One of the things I look for in an application that stores its data in XML is whether or not the application fails if the ordering of the tags in the XML is changed. Some applications that use XML format don't seem to even look at the values inside the tags, they just throw out everything between < and > and instead depend on the order in the file to determine the meaning of the data. I sure don't want this to happen to any of my applications!
I've been using XML as a file format to represent
CAD data. I translate from a proprietary format
from a CAD vendor into XML, do something to the
data, then write it back out in the proprietary
format.

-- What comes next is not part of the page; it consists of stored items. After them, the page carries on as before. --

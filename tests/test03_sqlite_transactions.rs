#![cfg(feature = "sqlite")]

mod common;

use common::{connected, init_tracing};
use serde_json::json;
use sql_resilient::prelude::*;
use tempfile::TempDir;

async fn ledger_manager(dir: &TempDir) -> ConnectionManager {
    init_tracing();
    let path = dir.path().join("ledger.db");
    let manager = ConnectionManager::new(
        SqliteConnector,
        ConnectionParams::new().database(path.to_string_lossy()),
        DriverOptions::new(),
    );
    manager.on_migrate(|m| async move {
        m.execute_sql(
            "CREATE TABLE IF NOT EXISTS ledger (
                id INTEGER PRIMARY KEY AUTOINCREMENT,
                name TEXT NOT NULL,
                amount INTEGER,
                meta TEXT
            )",
            &[],
        )
        .await
        .map(|_| ())
    });
    manager.connect().unwrap();
    connected(&manager).await;
    manager
}

async fn count(manager: &ConnectionManager) -> i64 {
    let result = manager
        .execute_sql("SELECT COUNT(*) AS n FROM ledger", &[])
        .await
        .unwrap();
    result.rows[0].get("n").and_then(SqlValue::as_int).unwrap()
}

#[tokio::test]
async fn insert_reports_last_insert_id_and_select_returns_rows() {
    let dir = TempDir::new().unwrap();
    let manager = ledger_manager(&dir).await;

    let inserted = manager
        .execute_sql(
            "INSERT INTO ledger (name, amount) VALUES (?, ?)",
            &[SqlValue::from("rent"), SqlValue::Int(1200)],
        )
        .await
        .unwrap();
    assert_eq!(inserted.rows_affected, 1);
    assert_eq!(inserted.last_insert_id, Some(1));

    let rows = manager
        .statement("SELECT id, name, amount FROM ledger WHERE name = ?")
        .execute(&[SqlValue::from("rent")])
        .await
        .unwrap();
    assert_eq!(rows.len(), 1);
    assert_eq!(rows.rows[0].get("amount"), Some(&SqlValue::Int(1200)));
    assert_eq!(
        rows.column_names().map(|names| names.as_slice().to_vec()),
        Some(vec!["id".to_string(), "name".to_string(), "amount".to_string()])
    );
}

#[tokio::test]
async fn transaction_commits_when_body_succeeds() {
    let dir = TempDir::new().unwrap();
    let manager = ledger_manager(&dir).await;

    let total = manager
        .execute_in_transaction(|db| async move {
            db.execute_sql(
                "INSERT INTO ledger (name, amount) VALUES (?, ?)",
                &[SqlValue::from("coffee"), SqlValue::Int(4)],
            )
            .await?;
            db.statement("INSERT INTO ledger (name, amount) VALUES (?, ?)")
                .execute(&[SqlValue::from("bagel"), SqlValue::Int(3)])
                .await?;
            Ok::<_, DriverError>(7)
        })
        .await
        .unwrap();

    assert_eq!(total, 7);
    assert_eq!(count(&manager).await, 2);
}

#[tokio::test]
async fn transaction_rolls_back_and_returns_the_body_error() {
    let dir = TempDir::new().unwrap();
    let manager = ledger_manager(&dir).await;

    let err = manager
        .execute_in_transaction(|db| async move {
            db.execute_sql(
                "INSERT INTO ledger (name, amount) VALUES (?, ?)",
                &[SqlValue::from("refund"), SqlValue::Int(-4)],
            )
            .await?;
            Err::<(), _>(DriverError::Other("insufficient funds".into()))
        })
        .await
        .unwrap_err();

    assert!(matches!(err, DriverError::Other(ref msg) if msg == "insufficient funds"));
    assert_eq!(count(&manager).await, 0);

    // The connection is usable again after the rollback.
    manager
        .execute_in_transaction(|db| async move {
            db.execute_sql("INSERT INTO ledger (name) VALUES ('after')", &[])
                .await
                .map(|_| ())
        })
        .await
        .unwrap();
    assert_eq!(count(&manager).await, 1);
}

#[tokio::test]
async fn transaction_without_connection_is_not_connected() {
    let manager = ConnectionManager::new(
        SqliteConnector,
        ConnectionParams::new().database(":memory:"),
        DriverOptions::new(),
    );
    let err = manager
        .execute_in_transaction(|_| async { Ok::<_, DriverError>(()) })
        .await
        .unwrap_err();
    assert!(matches!(err, DriverError::NotConnected));
}

#[tokio::test]
async fn structured_parameters_bind_as_canonical_json() {
    let dir = TempDir::new().unwrap();
    let manager = ledger_manager(&dir).await;

    let insert = manager.statement("INSERT INTO ledger (name, meta) VALUES (?, ?)");
    insert
        .execute(&[
            SqlValue::from("tagged"),
            SqlValue::from(json!({"tags": ["b", "a"], "b": 1, "a": {"z": true, "y": null}})),
        ])
        .await
        .unwrap();

    let rows = manager
        .execute_sql("SELECT meta FROM ledger WHERE name = 'tagged'", &[])
        .await
        .unwrap();
    assert_eq!(
        rows.rows[0].get("meta").and_then(SqlValue::as_text),
        Some(r#"{"a":{"y":null,"z":true},"b":1,"tags":["b","a"]}"#)
    );
}

#[tokio::test]
async fn invalid_sql_surfaces_as_preparation_error() {
    let dir = TempDir::new().unwrap();
    let manager = ledger_manager(&dir).await;

    let err = manager
        .statement("SELECT * FROM no_such_table")
        .execute(&[])
        .await
        .unwrap_err();
    assert!(matches!(err, DriverError::PreparationError { .. }), "unexpected error: {err:?}");
    assert!(manager.is_connected());
}

#[tokio::test]
async fn failed_batch_call_does_not_cancel_its_siblings() {
    let dir = TempDir::new().unwrap();
    let manager = ledger_manager(&dir).await;

    let calls = vec![
        StatementCall::new(manager.statement("SELECT * FROM no_such_table"), vec![]),
        StatementCall::new(
            manager.statement("INSERT INTO ledger (name, amount) VALUES (?, ?)"),
            vec![SqlValue::from("sibling"), SqlValue::Int(1)],
        ),
    ];
    let err = manager.execute_statements(&calls).await.unwrap_err();

    assert!(matches!(err, DriverError::PreparationError { ref sql, .. } if sql == "SELECT * FROM no_such_table"));
    assert_eq!(count(&manager).await, 1);
}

I want to make sure that if I happen to
reorder the XML tags in this process that I don't
create invalid data when I write it back out,
because the proprietary format has order-dependency.
I can imagine a few ways to handle this, and as
usual there is a speed/memory/program-complexity
tradeoff.
I am using the most excellent
XML::Twig module, using the
online tutorial and the O'Reilly book,
Perl & XML. One thing the docs are a little
thin on is examples of using the XPATH capabilities
of XML::Twig. Here is an example that I made:
my $fn= 'traces_small.xml';
my ($tag, $att, $value) = ('NET','name','/P5C');
my @example;
push @example, sprintf('TRACES/STFIRST');
push @example, sprintf('%s', $tag);
push @example, sprintf('%s[@%s]', $tag, $att);
push @example, sprintf('%s[@%s="%s"]', $tag, $att, $value);
foreach my $pattern (@example)
{
print "Matching XSLT expression $pattern\n";
print "TwigRoots\n";
my $xml= new XML::Twig(
TwigRoots => {$pattern => 1},
error_context => 1,
);
$xml->set_pretty_print('indented');
$xml->parsefile($fn);
$xml->print;
print "--------------------\n";
}
foreach my $pattern (@example)
{
print "Matching XSLT expression $pattern\n";
print "start_tag_handlers, original_string\n";
my $xml= new XML::Twig(
start_tag_handlers => { $pattern =>
sub
{
print $_[0]->original_string,"\n"
}
},
error_context => 1,
);
$xml->parsefile($fn);
print "--------------------\n";
}
Now I want to make a module to create my CAD
data in a certain order, independent of the
order of my input data.
Approach 1
Put tags on the data that say what order they
should be in.
I don't like this approach because I want my
XML format to work for different CAD tools that
have different requirements for the order of
their data. One of the main purposes of the XML
format is to have it be CAD tool independent.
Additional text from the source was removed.